[[ TASK DATA open ]]

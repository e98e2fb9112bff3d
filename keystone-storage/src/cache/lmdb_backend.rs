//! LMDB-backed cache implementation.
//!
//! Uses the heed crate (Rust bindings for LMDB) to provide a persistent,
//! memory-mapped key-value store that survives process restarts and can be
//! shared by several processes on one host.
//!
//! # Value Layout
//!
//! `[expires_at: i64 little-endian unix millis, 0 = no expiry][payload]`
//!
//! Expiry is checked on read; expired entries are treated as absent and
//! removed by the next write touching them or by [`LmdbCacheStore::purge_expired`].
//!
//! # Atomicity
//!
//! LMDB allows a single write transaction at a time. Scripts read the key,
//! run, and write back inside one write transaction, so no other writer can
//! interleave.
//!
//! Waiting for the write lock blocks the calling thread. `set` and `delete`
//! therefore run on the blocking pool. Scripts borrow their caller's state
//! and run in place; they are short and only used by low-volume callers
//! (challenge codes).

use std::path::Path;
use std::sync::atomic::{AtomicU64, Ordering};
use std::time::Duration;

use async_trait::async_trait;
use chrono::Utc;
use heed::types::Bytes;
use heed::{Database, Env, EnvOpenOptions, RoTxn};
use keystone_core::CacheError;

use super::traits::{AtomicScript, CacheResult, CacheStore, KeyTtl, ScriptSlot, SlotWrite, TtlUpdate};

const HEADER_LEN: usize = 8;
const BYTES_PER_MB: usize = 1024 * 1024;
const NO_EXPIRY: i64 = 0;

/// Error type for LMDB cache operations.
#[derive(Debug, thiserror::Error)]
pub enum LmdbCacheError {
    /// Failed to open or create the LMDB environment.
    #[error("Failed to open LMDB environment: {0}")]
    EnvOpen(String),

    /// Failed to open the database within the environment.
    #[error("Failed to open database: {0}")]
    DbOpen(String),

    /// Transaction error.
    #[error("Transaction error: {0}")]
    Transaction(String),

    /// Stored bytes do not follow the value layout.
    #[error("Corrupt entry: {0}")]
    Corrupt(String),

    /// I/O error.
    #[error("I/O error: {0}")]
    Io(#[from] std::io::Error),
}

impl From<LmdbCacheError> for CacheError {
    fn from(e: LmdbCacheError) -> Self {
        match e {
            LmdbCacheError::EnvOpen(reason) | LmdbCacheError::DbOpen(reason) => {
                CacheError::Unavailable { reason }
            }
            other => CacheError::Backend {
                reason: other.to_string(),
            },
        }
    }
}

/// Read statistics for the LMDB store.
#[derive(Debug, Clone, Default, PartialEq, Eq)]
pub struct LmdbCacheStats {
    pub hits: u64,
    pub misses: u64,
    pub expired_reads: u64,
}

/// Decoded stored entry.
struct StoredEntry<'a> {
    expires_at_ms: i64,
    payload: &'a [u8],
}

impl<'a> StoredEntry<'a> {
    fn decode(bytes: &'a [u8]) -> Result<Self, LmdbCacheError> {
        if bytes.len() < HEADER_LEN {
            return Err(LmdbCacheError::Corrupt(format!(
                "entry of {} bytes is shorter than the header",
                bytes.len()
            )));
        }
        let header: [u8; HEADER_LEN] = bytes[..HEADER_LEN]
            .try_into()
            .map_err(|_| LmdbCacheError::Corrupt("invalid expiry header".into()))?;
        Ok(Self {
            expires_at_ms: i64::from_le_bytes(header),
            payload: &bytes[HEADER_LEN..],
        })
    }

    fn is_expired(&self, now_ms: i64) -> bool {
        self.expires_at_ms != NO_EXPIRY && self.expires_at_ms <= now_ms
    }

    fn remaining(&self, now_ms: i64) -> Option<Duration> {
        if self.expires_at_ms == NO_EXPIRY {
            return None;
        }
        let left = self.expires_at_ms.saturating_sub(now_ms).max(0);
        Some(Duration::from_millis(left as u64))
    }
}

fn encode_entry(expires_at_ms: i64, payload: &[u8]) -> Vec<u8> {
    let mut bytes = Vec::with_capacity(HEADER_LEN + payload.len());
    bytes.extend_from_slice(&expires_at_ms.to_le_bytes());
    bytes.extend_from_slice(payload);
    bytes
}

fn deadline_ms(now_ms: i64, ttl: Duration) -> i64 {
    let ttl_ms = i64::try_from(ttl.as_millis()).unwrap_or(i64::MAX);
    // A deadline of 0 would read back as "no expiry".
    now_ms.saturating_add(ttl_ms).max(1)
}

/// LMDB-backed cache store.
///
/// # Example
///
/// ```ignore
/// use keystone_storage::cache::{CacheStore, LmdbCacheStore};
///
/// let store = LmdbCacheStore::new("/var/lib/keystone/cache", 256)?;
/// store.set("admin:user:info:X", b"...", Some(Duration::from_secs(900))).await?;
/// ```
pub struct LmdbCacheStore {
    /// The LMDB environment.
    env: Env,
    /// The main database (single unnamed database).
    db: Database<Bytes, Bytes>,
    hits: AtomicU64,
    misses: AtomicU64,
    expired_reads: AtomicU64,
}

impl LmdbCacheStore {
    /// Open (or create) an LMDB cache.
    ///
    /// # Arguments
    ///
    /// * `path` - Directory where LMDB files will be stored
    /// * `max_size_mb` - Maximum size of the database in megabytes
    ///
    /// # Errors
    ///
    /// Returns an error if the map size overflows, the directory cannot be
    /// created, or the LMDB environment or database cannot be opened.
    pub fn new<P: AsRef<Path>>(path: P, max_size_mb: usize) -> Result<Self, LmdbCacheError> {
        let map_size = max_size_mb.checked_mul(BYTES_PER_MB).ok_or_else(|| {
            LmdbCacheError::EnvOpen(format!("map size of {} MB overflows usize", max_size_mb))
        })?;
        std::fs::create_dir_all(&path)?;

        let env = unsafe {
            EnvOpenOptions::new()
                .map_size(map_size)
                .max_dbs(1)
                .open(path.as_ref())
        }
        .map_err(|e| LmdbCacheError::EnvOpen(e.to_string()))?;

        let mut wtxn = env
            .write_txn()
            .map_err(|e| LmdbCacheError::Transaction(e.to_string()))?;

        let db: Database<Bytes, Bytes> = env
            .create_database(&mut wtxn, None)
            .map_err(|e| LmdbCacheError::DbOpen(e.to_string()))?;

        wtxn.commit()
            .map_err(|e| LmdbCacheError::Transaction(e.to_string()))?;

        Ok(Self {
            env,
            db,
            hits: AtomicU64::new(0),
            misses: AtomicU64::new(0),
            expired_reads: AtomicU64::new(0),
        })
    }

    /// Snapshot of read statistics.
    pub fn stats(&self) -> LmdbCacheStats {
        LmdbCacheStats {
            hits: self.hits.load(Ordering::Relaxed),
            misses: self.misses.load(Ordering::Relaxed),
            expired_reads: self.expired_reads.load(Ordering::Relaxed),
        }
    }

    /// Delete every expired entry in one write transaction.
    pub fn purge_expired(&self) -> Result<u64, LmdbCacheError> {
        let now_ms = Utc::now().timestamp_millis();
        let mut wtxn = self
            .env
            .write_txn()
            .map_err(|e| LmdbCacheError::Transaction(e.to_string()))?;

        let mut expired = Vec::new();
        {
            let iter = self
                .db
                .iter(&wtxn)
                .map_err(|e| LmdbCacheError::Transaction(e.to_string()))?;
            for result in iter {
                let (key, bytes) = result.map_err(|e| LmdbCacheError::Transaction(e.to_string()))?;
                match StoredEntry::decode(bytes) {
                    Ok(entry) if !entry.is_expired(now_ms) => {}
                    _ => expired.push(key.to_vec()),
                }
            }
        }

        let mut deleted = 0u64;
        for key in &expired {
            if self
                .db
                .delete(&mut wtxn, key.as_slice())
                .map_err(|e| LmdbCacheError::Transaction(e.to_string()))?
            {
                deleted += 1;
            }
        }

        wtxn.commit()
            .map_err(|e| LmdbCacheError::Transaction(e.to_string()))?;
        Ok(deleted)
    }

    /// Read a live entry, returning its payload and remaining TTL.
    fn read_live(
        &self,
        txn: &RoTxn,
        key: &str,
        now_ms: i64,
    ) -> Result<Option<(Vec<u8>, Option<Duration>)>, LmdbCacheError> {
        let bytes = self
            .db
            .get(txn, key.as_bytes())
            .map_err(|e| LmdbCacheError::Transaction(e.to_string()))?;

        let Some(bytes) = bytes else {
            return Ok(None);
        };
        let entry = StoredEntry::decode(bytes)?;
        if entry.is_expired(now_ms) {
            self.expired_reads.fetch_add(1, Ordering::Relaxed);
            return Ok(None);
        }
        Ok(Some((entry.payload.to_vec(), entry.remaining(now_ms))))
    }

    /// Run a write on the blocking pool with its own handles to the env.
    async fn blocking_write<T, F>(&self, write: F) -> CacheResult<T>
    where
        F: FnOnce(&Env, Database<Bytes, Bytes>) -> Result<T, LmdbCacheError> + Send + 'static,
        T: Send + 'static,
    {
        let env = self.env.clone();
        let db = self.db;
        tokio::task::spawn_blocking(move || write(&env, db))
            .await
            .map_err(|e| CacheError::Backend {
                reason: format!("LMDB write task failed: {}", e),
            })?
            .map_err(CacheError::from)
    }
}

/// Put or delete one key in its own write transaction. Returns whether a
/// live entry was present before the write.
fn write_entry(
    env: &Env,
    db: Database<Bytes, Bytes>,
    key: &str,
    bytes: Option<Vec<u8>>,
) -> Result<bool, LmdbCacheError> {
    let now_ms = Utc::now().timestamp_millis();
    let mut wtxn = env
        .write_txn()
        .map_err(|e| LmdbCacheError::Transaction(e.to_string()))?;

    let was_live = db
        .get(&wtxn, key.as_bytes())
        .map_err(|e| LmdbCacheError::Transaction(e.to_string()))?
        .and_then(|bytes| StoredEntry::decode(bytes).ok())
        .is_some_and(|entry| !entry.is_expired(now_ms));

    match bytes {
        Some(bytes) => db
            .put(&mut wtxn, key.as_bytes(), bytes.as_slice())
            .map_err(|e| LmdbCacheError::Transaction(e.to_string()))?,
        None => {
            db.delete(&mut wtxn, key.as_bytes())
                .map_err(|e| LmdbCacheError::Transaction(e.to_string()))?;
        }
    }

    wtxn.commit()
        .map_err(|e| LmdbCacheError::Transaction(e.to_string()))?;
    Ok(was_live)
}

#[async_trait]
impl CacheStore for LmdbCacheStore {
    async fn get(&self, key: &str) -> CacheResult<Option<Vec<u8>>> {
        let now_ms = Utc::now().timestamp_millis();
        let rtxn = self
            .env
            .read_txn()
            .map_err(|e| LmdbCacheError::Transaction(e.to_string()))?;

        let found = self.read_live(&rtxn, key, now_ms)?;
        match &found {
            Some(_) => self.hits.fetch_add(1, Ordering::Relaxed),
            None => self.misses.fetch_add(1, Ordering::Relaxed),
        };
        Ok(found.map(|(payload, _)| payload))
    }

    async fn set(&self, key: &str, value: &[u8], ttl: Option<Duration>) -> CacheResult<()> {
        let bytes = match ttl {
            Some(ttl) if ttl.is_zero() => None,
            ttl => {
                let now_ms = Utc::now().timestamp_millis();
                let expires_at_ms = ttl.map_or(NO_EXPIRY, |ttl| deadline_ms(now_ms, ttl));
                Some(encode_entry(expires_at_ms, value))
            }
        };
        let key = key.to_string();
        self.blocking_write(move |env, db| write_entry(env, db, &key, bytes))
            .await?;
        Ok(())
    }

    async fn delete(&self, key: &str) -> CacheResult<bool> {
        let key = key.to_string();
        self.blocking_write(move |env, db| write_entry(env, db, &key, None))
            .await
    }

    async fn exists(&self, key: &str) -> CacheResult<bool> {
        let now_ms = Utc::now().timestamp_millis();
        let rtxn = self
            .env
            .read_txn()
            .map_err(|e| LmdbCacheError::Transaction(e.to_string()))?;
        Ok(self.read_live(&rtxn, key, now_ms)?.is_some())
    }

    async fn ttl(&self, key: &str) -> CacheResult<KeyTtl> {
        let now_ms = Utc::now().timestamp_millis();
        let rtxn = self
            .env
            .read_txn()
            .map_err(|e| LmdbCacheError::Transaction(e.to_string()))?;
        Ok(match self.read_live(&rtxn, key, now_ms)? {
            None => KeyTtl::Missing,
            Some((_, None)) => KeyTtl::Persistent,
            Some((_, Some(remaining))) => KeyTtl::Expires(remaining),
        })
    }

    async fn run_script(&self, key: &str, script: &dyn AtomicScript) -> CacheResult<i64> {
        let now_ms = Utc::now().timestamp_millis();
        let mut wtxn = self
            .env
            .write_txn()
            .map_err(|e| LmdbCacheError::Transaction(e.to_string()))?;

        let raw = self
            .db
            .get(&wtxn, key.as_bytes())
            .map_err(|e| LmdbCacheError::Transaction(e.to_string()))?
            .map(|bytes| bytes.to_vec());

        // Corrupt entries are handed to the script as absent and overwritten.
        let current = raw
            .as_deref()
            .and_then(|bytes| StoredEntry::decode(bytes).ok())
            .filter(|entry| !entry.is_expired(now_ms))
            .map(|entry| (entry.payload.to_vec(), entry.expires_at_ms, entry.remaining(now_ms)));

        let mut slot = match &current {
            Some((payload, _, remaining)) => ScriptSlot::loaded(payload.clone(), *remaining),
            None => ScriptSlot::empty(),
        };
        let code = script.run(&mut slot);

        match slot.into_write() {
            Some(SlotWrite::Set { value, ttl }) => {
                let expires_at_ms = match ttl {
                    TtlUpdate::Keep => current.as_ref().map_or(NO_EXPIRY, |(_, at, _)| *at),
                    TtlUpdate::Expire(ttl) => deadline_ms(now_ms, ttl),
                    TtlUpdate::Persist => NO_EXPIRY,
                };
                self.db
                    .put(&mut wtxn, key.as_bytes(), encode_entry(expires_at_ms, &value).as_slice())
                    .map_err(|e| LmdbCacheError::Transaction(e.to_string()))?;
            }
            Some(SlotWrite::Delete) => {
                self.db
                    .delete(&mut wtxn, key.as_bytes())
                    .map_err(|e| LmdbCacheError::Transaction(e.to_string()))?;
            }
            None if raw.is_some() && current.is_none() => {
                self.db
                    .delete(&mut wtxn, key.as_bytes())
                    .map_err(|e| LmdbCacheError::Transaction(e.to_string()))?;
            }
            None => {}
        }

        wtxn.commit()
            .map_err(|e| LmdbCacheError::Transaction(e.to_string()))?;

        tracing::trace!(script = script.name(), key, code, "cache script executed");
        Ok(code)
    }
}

[[ TASK DATA closed ]]

# [WORK INSTRUCTION]
From the first line of the data through the line with "use std::time::Duration;", quote each line exactly and add nothing else.

# [FINISHED EXERCISE]
repository e98e2fb9112bff3d
filename keystone-storage/src/cache/lmdb_backend.rs
//! LMDB-backed cache implementation.
//!
//! Uses the heed crate (Rust bindings for LMDB) to provide a persistent,
//! memory-mapped key-value store that survives process restarts and can be
//! shared by several processes on one host.
//!
//! # Value Layout
//!
//! `[expires_at: i64 little-endian unix millis, 0 = no expiry][payload]`
//!
//! Expiry is checked on read; expired entries are treated as absent and
//! removed by the next write touching them or by [`LmdbCacheStore::purge_expired`].
//!
//! # Atomicity
//!
//! LMDB allows a single write transaction at a time. Scripts read the key,
//! run, and write back inside one write transaction, so no other writer can
//! interleave.
//!
//! Waiting for the write lock blocks the calling thread. `set` and `delete`
//! therefore run on the blocking pool. Scripts borrow their caller's state
//! and run in place; they are short and only used by low-volume callers
//! (challenge codes).

use std::path::Path;
use std::sync::atomic::{AtomicU64, Ordering};
use std::time::Duration;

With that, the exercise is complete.